• Task item:
Which lines of the data below contain "Serialize"? Please show them all.

*****

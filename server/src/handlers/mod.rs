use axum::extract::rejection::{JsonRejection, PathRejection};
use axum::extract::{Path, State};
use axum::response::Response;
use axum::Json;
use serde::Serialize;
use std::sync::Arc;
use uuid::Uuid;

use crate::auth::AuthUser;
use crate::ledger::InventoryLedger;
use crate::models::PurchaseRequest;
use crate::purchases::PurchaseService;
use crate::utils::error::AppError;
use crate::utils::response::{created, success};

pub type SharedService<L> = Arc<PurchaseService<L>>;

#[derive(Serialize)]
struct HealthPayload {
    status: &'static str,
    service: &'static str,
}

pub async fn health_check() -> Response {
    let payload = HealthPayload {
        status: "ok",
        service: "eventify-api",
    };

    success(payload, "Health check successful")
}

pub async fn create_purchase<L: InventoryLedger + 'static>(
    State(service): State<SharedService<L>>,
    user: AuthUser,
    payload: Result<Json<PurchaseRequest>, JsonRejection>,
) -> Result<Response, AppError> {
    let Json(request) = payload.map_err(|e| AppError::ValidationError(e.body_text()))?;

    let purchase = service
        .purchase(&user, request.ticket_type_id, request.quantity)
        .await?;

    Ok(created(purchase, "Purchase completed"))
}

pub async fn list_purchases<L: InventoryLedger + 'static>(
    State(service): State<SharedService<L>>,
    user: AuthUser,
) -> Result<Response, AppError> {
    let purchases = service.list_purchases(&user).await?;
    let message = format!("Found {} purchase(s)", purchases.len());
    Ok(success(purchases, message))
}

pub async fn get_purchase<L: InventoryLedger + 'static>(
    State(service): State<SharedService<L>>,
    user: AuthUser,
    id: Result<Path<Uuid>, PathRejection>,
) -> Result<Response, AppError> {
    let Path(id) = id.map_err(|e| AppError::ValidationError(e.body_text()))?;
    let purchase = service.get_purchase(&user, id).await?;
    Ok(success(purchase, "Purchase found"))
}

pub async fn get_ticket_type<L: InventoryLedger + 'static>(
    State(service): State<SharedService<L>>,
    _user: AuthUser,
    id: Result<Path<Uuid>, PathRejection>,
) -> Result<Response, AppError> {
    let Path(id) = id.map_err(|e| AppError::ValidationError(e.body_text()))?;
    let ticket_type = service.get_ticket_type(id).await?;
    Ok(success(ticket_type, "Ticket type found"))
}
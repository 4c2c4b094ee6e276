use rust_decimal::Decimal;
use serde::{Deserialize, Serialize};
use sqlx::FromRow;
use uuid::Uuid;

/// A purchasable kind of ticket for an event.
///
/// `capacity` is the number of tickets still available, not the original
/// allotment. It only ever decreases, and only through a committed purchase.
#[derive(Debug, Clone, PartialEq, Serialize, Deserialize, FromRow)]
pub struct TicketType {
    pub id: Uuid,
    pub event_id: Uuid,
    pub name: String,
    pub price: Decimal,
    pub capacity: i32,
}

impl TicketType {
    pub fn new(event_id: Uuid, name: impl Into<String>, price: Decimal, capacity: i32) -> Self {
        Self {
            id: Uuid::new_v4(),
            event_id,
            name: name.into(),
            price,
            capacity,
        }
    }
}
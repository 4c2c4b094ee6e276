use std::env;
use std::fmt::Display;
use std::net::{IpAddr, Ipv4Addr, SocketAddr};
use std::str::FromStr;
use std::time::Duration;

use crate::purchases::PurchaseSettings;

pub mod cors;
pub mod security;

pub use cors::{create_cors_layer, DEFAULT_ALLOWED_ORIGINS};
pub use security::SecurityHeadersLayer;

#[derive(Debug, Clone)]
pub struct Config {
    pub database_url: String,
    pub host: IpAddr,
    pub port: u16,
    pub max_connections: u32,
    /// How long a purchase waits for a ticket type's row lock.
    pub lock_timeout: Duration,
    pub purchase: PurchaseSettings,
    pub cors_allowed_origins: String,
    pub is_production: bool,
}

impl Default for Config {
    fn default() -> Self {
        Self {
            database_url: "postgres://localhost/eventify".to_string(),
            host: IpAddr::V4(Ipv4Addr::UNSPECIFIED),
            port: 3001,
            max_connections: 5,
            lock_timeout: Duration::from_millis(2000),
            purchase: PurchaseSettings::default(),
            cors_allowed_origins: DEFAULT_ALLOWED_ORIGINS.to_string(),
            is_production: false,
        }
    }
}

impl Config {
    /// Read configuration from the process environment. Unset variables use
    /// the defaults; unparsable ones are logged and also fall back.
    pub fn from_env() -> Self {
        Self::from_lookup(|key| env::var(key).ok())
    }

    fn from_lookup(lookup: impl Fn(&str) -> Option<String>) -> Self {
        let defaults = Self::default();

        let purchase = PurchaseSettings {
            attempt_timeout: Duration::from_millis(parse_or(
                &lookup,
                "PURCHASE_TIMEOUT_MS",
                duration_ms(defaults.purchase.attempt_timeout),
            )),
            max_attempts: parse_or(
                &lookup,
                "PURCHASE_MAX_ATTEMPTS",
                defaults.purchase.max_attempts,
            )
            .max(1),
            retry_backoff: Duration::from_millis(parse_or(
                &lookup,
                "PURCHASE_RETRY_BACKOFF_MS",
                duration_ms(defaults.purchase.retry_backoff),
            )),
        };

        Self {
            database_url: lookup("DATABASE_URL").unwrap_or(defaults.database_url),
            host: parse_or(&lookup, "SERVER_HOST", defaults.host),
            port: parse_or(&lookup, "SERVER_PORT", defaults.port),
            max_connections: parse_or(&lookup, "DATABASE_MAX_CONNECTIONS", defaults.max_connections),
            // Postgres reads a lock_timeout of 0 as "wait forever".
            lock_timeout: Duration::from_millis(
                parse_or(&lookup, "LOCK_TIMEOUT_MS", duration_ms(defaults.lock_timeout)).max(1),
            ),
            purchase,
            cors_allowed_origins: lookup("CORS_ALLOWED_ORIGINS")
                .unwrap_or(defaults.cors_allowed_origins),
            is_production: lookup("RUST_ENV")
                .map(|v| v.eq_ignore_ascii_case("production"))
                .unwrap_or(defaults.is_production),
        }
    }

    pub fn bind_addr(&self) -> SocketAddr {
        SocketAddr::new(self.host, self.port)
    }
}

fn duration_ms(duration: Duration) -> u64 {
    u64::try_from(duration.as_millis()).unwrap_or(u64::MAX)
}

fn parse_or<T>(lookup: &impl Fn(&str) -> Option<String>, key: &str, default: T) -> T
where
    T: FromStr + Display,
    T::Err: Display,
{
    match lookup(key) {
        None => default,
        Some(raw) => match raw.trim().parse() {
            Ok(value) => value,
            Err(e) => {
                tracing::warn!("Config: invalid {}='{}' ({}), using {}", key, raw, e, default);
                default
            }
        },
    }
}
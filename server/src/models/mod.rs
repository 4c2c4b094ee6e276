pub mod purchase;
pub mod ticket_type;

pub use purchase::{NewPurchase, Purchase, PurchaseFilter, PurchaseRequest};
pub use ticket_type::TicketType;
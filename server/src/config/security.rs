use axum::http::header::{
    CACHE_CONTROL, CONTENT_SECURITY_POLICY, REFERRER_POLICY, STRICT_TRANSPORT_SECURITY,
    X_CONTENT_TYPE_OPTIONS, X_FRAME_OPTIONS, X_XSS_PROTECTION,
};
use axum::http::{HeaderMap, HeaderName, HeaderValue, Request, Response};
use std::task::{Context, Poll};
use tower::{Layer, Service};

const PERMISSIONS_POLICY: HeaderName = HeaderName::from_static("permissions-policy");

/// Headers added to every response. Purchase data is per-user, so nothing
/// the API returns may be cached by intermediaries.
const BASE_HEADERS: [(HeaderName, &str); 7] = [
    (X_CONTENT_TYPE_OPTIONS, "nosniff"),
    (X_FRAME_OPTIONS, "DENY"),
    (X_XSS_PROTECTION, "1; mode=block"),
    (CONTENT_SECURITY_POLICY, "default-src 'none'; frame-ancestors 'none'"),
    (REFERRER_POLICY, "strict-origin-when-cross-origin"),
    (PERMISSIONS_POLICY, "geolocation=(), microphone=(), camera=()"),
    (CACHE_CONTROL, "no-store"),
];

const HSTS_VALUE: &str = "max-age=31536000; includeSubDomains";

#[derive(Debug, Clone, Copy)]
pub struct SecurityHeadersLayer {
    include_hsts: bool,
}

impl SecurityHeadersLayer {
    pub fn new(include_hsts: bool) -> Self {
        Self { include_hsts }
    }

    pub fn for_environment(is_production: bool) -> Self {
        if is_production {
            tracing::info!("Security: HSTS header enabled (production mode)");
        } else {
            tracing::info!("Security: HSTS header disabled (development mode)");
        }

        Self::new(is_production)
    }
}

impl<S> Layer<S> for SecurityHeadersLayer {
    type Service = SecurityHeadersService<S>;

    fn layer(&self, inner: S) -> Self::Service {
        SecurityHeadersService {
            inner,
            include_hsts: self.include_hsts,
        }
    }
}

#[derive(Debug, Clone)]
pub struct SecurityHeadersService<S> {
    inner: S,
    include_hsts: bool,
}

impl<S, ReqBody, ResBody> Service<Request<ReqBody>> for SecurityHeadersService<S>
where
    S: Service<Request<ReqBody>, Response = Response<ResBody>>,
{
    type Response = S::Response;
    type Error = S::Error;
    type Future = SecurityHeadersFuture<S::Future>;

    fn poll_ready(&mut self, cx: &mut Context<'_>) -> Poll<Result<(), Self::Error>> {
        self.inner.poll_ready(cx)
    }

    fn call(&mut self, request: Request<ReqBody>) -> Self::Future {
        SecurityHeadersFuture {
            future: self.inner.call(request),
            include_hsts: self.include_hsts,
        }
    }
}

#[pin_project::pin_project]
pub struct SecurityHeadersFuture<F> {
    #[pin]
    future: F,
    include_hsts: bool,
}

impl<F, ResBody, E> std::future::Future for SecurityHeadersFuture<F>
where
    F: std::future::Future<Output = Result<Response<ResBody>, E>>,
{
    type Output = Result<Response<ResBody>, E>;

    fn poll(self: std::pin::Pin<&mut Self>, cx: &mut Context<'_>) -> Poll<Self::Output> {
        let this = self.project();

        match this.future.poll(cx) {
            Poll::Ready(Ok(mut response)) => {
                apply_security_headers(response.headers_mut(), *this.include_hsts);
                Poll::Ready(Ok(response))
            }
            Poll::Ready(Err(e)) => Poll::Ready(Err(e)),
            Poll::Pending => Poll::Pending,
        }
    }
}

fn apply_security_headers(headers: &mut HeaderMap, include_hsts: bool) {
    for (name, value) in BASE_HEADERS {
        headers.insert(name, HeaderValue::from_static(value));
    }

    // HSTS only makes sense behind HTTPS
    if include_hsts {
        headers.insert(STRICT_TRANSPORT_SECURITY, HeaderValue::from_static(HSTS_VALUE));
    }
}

*****

• Answer space:
use serde::Serialize;
#[derive(Serialize)]
use serde::{Deserialize, Serialize};
#[derive(Debug, Clone, PartialEq, Serialize, Deserialize, FromRow)]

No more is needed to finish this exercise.